◆ **Exercise goal**: Return the lines of the data below exactly. Start at the first and end with the line containing "有重复则对缩减序列递归 → 按真实顺序".

Stored items
BEGIN
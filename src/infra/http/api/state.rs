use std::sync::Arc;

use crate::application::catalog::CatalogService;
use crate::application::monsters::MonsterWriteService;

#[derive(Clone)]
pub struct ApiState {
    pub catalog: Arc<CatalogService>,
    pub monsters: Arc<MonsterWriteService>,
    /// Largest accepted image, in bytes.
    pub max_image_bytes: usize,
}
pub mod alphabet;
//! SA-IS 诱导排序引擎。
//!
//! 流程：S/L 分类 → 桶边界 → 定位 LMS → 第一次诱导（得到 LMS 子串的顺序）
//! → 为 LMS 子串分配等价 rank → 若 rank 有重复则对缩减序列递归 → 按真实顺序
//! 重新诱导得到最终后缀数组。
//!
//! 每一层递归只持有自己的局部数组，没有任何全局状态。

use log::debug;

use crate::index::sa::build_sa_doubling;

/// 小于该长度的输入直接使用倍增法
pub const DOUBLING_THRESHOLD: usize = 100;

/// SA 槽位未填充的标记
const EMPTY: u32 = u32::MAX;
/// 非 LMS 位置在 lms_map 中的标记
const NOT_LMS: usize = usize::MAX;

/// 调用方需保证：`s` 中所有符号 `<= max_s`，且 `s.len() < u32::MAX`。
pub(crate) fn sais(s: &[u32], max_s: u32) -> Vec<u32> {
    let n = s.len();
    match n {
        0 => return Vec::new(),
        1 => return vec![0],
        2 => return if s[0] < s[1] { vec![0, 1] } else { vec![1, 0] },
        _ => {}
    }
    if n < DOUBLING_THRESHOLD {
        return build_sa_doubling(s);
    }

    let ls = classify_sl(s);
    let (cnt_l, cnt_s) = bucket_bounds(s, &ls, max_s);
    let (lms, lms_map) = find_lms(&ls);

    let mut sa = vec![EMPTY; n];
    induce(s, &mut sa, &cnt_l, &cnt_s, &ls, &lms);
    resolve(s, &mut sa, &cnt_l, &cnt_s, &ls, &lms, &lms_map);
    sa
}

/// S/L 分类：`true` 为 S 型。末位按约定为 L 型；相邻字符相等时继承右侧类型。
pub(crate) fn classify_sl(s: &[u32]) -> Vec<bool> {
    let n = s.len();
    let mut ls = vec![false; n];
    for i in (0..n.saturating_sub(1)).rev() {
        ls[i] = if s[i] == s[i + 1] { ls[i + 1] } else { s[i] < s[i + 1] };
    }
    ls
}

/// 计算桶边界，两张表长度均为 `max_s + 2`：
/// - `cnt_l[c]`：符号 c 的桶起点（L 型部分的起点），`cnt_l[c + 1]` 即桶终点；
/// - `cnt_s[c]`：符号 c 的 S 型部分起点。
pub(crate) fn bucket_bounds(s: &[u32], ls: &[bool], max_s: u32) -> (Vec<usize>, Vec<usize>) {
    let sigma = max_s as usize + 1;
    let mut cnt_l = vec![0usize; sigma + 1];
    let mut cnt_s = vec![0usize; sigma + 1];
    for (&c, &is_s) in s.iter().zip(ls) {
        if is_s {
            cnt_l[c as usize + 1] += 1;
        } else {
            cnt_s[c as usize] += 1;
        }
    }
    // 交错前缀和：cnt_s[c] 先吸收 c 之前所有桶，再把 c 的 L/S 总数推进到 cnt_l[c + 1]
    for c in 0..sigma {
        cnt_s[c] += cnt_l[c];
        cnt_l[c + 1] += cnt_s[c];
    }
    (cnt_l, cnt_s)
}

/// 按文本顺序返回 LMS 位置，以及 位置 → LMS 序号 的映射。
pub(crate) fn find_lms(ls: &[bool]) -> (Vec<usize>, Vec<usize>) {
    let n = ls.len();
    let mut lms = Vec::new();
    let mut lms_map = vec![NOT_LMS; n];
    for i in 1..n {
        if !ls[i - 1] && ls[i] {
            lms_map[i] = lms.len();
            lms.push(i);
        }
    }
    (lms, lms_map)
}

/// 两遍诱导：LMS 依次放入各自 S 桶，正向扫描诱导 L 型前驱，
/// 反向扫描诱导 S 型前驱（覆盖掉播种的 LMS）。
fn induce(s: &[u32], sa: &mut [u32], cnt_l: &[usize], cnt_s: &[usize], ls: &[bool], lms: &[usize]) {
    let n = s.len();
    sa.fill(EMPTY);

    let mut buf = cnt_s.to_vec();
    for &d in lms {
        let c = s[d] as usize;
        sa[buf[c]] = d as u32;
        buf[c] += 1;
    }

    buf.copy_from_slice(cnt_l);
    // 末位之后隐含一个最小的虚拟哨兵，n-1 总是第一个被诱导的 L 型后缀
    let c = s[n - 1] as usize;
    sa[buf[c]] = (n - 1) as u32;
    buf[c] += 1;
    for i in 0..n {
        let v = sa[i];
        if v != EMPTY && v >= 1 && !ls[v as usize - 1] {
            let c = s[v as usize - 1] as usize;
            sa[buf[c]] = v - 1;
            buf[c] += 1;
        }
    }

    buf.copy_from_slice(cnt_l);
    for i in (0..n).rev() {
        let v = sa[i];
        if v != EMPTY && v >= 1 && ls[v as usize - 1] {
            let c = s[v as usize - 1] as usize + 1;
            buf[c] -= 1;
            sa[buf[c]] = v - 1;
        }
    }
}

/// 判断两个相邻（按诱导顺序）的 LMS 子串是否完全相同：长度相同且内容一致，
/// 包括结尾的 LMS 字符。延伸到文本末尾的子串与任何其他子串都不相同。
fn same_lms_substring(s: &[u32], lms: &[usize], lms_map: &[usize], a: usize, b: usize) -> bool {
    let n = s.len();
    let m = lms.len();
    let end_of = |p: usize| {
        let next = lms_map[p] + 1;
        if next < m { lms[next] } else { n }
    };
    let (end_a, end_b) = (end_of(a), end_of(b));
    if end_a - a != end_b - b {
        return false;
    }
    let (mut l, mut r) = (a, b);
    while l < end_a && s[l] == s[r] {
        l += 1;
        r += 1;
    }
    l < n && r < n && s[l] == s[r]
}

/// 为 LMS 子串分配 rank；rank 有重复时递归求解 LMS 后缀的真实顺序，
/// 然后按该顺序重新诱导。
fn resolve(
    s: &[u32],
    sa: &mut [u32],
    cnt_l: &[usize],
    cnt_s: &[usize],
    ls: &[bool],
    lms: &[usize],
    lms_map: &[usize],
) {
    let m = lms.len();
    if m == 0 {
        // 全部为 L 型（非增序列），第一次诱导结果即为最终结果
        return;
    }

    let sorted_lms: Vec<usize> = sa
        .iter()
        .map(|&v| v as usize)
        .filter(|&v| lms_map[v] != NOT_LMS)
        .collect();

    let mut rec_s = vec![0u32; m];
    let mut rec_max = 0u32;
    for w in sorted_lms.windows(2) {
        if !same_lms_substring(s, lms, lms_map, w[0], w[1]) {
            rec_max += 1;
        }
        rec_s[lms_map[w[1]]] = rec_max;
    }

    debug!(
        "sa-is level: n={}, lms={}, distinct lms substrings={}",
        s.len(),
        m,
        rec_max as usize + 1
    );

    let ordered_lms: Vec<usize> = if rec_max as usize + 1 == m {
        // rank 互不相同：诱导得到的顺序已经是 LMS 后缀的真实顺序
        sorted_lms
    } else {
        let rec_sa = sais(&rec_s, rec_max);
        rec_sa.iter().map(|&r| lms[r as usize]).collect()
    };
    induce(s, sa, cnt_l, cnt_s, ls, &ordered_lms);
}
END
◆ **Exercise answer**:
filename src/infra/http/api/state.rs
use std::sync::Arc;

use crate::application::catalog::CatalogService;
use crate::application::monsters::MonsterWriteService;

#[derive(Clone)]
pub struct ApiState {
    pub catalog: Arc<CatalogService>,
    pub monsters: Arc<MonsterWriteService>,
    /// Largest accepted image, in bytes.
    pub max_image_bytes: usize,
}
pub mod alphabet;
//! SA-IS 诱导排序引擎。
//!
//! 流程：S/L 分类 → 桶边界 → 定位 LMS → 第一次诱导（得到 LMS 子串的顺序）
//! → 为 LMS 子串分配等价 rank → 若 rank 有重复则对缩减序列递归 → 按真实顺序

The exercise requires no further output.